TASK PROMPT:
Go through the records and report each line in which the word "services" occurs.

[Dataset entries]

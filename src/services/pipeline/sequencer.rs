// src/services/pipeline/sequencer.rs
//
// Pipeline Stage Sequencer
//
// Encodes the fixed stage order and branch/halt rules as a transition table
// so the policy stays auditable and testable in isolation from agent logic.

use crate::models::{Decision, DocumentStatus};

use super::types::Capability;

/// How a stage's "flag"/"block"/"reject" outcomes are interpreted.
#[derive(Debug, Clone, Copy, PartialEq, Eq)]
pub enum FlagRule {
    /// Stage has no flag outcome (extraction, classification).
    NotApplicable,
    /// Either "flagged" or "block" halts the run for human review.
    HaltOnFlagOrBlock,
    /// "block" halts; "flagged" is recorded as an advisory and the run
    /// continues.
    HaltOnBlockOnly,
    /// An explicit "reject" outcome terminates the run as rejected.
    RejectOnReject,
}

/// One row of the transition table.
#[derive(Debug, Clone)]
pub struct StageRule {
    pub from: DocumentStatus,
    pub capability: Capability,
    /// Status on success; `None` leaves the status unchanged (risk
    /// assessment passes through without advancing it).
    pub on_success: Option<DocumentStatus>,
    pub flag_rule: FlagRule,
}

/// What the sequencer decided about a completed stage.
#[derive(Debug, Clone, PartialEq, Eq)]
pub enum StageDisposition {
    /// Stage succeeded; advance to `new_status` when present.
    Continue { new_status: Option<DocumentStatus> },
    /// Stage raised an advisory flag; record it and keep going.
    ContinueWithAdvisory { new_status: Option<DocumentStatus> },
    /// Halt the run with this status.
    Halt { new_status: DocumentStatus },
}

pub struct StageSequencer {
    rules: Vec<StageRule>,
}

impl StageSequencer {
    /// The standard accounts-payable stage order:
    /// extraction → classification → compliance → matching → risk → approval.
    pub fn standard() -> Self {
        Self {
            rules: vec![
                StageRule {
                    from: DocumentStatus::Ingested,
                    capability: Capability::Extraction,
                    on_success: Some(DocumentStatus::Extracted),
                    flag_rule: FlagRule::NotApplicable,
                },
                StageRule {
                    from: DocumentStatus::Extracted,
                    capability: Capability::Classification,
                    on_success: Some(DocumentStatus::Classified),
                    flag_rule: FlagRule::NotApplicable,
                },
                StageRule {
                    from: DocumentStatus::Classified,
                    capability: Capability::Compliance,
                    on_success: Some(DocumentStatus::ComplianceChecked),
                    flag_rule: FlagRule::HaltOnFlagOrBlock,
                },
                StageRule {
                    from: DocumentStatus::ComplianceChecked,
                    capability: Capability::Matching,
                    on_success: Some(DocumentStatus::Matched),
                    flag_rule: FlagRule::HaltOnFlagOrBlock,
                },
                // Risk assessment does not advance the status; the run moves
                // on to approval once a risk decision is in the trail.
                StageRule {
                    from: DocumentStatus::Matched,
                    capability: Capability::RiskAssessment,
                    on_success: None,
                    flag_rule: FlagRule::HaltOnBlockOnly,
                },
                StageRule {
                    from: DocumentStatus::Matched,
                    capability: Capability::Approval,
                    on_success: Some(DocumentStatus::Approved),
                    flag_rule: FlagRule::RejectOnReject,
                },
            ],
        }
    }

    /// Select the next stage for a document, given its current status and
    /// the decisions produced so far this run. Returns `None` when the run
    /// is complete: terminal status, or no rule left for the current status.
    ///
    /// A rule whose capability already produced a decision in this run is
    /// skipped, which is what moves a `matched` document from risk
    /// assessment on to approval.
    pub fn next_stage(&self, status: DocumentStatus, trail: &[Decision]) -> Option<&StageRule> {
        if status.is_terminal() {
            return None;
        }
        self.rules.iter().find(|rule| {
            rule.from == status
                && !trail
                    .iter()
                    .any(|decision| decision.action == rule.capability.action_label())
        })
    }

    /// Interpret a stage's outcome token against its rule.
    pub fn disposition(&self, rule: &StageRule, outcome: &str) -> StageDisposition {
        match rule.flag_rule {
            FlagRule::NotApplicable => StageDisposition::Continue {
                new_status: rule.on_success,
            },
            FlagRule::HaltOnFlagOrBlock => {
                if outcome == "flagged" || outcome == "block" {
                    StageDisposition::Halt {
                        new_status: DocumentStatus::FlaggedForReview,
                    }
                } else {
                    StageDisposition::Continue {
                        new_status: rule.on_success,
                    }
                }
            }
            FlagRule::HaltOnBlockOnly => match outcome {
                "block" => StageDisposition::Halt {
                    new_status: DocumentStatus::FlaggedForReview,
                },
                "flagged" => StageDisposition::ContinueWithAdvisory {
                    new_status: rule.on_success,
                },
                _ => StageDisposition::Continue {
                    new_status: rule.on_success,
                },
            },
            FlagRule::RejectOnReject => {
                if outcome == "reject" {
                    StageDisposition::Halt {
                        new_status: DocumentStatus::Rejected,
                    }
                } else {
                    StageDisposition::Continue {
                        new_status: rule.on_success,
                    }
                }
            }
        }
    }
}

RESPONSE TO THE EXERCISE:
filename src/services/pipeline/sequencer.rs
// src/services/pipeline/sequencer.rs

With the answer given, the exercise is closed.